There are a number of events in Los Angeles theater history I wished I’d been around to see. Near the top of that list has to be the 1985 production of Harold Pinter’s Old Times, which enjoyed a month-long run at the Henry Fonda Theater in Hollywood.

The reason: Harold Pinter himself played the role of Deeley. It was Pinter’s only performance on stage in Southern California. Sadly, I saw Pinter only once on stage — in 2001 he performed for four nights in New York as the brutal interrogator Nicholas in his play One for the Road — and he was mesmerizing. As Charles Spencer wrote in the London Telegraph, regarding this performance, “After seeing him…I'm convinced that, if he hadn't become a great writer, he would now be almost as famous as an actor.”

Pinter’s death two weeks ago has brought about many tributes to the playwright’s work as a dramatist.
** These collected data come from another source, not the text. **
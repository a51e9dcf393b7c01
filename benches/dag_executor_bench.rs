//! Benchmark for DAG scheduling overhead
//!
//! Runs a wide fan-out/fan-in pipeline of no-op tools so the numbers
//! reflect scheduling, payload merging and task spawning rather than
//! plugin work.
//!
//! Run with:
//! ```bash
//! cargo bench --bench dag_executor_bench
//! ```

use async_trait::async_trait;
use criterion::{black_box, criterion_group, criterion_main, BenchmarkId, Criterion};
use media_pipeline_core::{
    DagExecutor, Payload, Pipeline, PipelineEdge, PipelineNode, PipelineRegistry, Plugin,
    PluginError, PluginManifest, PluginRegistry, ToolDefinition,
};
use serde_json::json;
use std::collections::BTreeMap;
use std::sync::Arc;

struct NoopPlugin {
    manifest: PluginManifest,
}

#[async_trait]
impl Plugin for NoopPlugin {
    fn manifest(&self) -> &PluginManifest {
        &self.manifest
    }

    async fn run_tool(&self, tool_id: &str, mut payload: Payload) -> Result<Payload, PluginError> {
        payload.insert(tool_id.to_string(), json!(1));
        Ok(payload)
    }
}

fn noop_plugins() -> Arc<PluginRegistry> {
    let mut tools = BTreeMap::new();
    tools.insert("source".to_string(), ToolDefinition::default());
    tools.insert("branch".to_string(), ToolDefinition::default());
    tools.insert("sink".to_string(), ToolDefinition::default());

    let mut registry = PluginRegistry::new();
    registry.register(Arc::new(NoopPlugin {
        manifest: PluginManifest {
            id: "noop".to_string(),
            name: "No-op".to_string(),
            description: String::new(),
            version: "0.1.0".to_string(),
            tools,
        },
    }));
    Arc::new(registry)
}

/// `source -> branch_0..width -> sink`
fn fan_out_pipeline(width: usize) -> Pipeline {
    let mut nodes = vec![PipelineNode::new("source", "noop", "source")];
    let mut edges = Vec::with_capacity(width * 2);
    for i in 0..width {
        let id = format!("branch_{i}");
        nodes.push(PipelineNode::new(id.clone(), "noop", "branch"));
        edges.push(PipelineEdge::new("source", id.clone()));
        edges.push(PipelineEdge::new(id, "sink"));
    }
    nodes.push(PipelineNode::new("sink", "noop", "sink"));

    Pipeline::new(
        "fan-out",
        "Fan out",
        nodes,
        edges,
        vec!["source".to_string()],
        vec!["sink".to_string()],
    )
    .expect("Failed to build benchmark pipeline")
}

fn benchmark_fan_out(c: &mut Criterion) {
    let runtime = tokio::runtime::Runtime::new().expect("Failed to create tokio runtime");
    let plugins = noop_plugins();

    let mut group = c.benchmark_group("dag_fan_out");
    for width in [4usize, 16, 64] {
        let pipelines = Arc::new(PipelineRegistry::from_pipelines([fan_out_pipeline(width)]));
        let executor = DagExecutor::new(pipelines, Arc::clone(&plugins));

        for parallelism in [1usize, 8] {
            let executor = executor.clone().with_max_parallelism(parallelism);
            group.bench_with_input(
                BenchmarkId::new(format!("parallelism_{parallelism}"), width),
                &width,
                |b, _| {
                    b.iter(|| {
                        let result = runtime
                            .block_on(executor.run_pipeline("fan-out", Payload::new()))
                            .expect("Pipeline run failed");
                        black_box(result);
                    })
                },
            );
        }
    }
    group.finish();
}

criterion_group!(benches, benchmark_fan_out);
criterion_main!(benches);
Indeed, Pinter’s plays are worth celebrating, but thankfully they will be with us for years if not centuries to come. Death will not silence Harold Pinter the playwright, but death will mean that his other work in the theater will be no more: his acting (which as most obituaries were right to highlight, was where is life in the theater began) and his directing — which has received less attention in memorials.

A Pinter-directed production never made it here to Southern California — and that’s a shame. In London four years ago I was lucky to catch a performance of the last play Pinter directed. It was called Old Masters and was an utterly old-fashioned play — very talky — nothing like his own more abstract work. Old Masters is about a flamboyant art dealer and a cranky and art historian. It’s the type of vaguely highbrow play that might easily fill out a season at Lincoln Center or the Mark Taper Forum. Pinter’s attraction to the material was likely because it was written by Simon Gray, the British playwright who wrote Butley, which Pinter directed with great success back in 1971. Whatever Pinter’s reasons though, he somehow made this conventional play memorable; and he did it by letting the actor’s take their time. Pinter was without a doubt a master of pause and silence in his own work, but seeing him direct another (less innovative) playwright’s work was also fascinating. Had he not been too busy writing remarkable plays, I would argue, he could have brightened theaters by making the work of hundreds of other playwrights look better courtesy of his directorial hand.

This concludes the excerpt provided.